Auffahrunfall an einer Kreuzung:

Schaltet die Ampel auf "Gelb", ist abruptes Abbremsen erlaubt!

onlineurteile.de - Vor einer Ampel kam es zu einem Auffahrunfall. Als die Ampel von "Grün" auf "Gelb" umschaltete, bremste der Vordermann stark ab, um vor der Kreuzung anzuhalten. Der hinter ihm Fahrende konnte den Aufprall durch Bremsen nicht mehr verhindern. Die Kfz-Versicherung des Auffahrers übernahm zwei Drittel des Schadens von 5.694 Euro (Reparatur, Gutachten, Mietwagenkosten).

Als der geschädigte Autofahrer die ganze Summe forderte, winkte die Versicherung ab: Ihn treffe ein Mitverschulden, weil er ohne zwingenden Grund abrupt gebremst und so den Unfall mitverursacht habe. Dem widersprach das Amtsgericht Hildesheim (47 C 119/08).

Selbst wenn es beim Umspringen der Ampel noch möglich sei, die Kreuzung zu passieren, dürften Autofahrer bei "Gelb" abrupt bremsen. Das Gelblicht gebiete, vor der Haltelinie auf das Rotlicht zu warten.
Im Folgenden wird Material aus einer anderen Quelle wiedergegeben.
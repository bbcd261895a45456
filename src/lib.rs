//! Network Master
//!
//! Concurrent network diagnostics: public IP, local interfaces, DNS records,
//! DNS leak comparison, throughput, LAN devices, geolocation and open ports.
//! Every probe writes into one shared, versioned [`store::ResultStore`] and is
//! scheduled by the [`orchestrator::ProbeOrchestrator`].

pub mod app;
pub mod cli;
pub mod client;
pub mod config;
pub mod discovery;
pub mod dns;
pub mod error;
pub mod geo;
pub mod logging;
pub mod models;
pub mod netinfo;
pub mod orchestrator;
pub mod output;
pub mod ping;
pub mod portscan;
pub mod providers;
pub mod security;
pub mod speedtest;
pub mod store;
pub mod types;

// Re-export commonly used types
pub use error::{AppError, ErrorClass, Result};
pub use models::{Config, ProbePayload, ProbeResult};
pub use orchestrator::{Probe, ProbeContext, ProbeEvent, ProbeOrchestrator};
pub use providers::{FallbackProviderChain, ProviderEndpoint};
pub use store::{ResultStore, StoreSnapshot};
pub use types::{ProbeInput, ProbeKind, ProbeStatus, RecordType, ScanState, TimeoutPolicy};

/// Application version information
pub const VERSION: &str = env!("CARGO_PKG_VERSION");
pub const PKG_NAME: &str = env!("CARGO_PKG_NAME");
pub const PKG_DESCRIPTION: &str = env!("CARGO_PKG_DESCRIPTION");

/// Version line with build metadata, shown by `--version`
pub const LONG_VERSION: &str = concat!(
    env!("CARGO_PKG_VERSION"),
    " (",
    env!("GIT_COMMIT"),
    ", built ",
    env!("BUILD_TIME"),
    ", ",
    env!("TARGET_TRIPLE"),
    ")"
);

/// Default configuration values
pub mod defaults {
    use std::time::Duration;

    pub const DEFAULT_IP_PROVIDERS: &[&str] = &[
        "https://ipinfo.io/json",
        "https://ipapi.co/json/",
        "https://api.myip.com",
    ];
    pub const DEFAULT_API_DELAY: Duration = Duration::from_millis(1500);
    pub const DEFAULT_HTTP_TIMEOUT: Duration = Duration::from_secs(10);
    pub const DEFAULT_ECHO_TIMEOUT: Duration = Duration::from_secs(5);
    pub const DEFAULT_CONNECT_TIMEOUT: Duration = Duration::from_millis(1000);
    pub const DEFAULT_DNS_TIMEOUT: Duration = Duration::from_secs(5);
    pub const DEFAULT_DISCOVERY_CONNECT_TIMEOUT: Duration = Duration::from_millis(300);
    pub const DEFAULT_LEAK_ENDPOINTS: &[&str] = &[
        "https://api.ipify.org",
        "https://icanhazip.com",
        "https://ident.me",
        "https://ifconfig.me",
    ];
    pub const DEFAULT_GEO_PROVIDER_URL: &str = "https://ipinfo.io";
    pub const DEFAULT_LOOKUP_PROVIDERS: &[&str] = &[
        "https://ipinfo.io/{ip}/json",
        "https://ipapi.co/{ip}/json/",
    ];
    pub const DEFAULT_SPEEDTEST_SERVERS_URL: &str =
        "https://www.speedtest.net/api/js/servers?engine=js&limit=10";
    pub const DEFAULT_DNS_TEST_DOMAIN: &str = "google.com";
    pub const DEFAULT_SCAN_TARGET: &str = "127.0.0.1";
    pub const DEFAULT_SCAN_PORTS: &[u16] = &[21, 22, 23, 25, 53, 80, 110, 143, 443, 3306, 3389];
    pub const DEFAULT_RETRY_ATTEMPTS: u32 = 3;
    pub const DEFAULT_PING_COUNT: u32 = 4;
    pub const DEFAULT_ENABLE_COLOR: bool = true;
    pub const MAP_FILE_NAME: &str = "temp_map.html";
}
Mit plötzlichem Bremsen müssten alle nachfolgenden Verkehrsteilnehmer rechnen. Sie müssten sich ihrerseits an die Verkehrsregeln halten, d.h. so viel Abstand einhalten, dass sie auch bei heftigem Bremsen noch hinter dem Vordermann anhalten könnten.

Der geschädigte Autofahrer habe keineswegs gegen die Straßenverkehrsordnung verstoßen. Daher müsse der Versicherer den Unfallschaden voll ersetzen.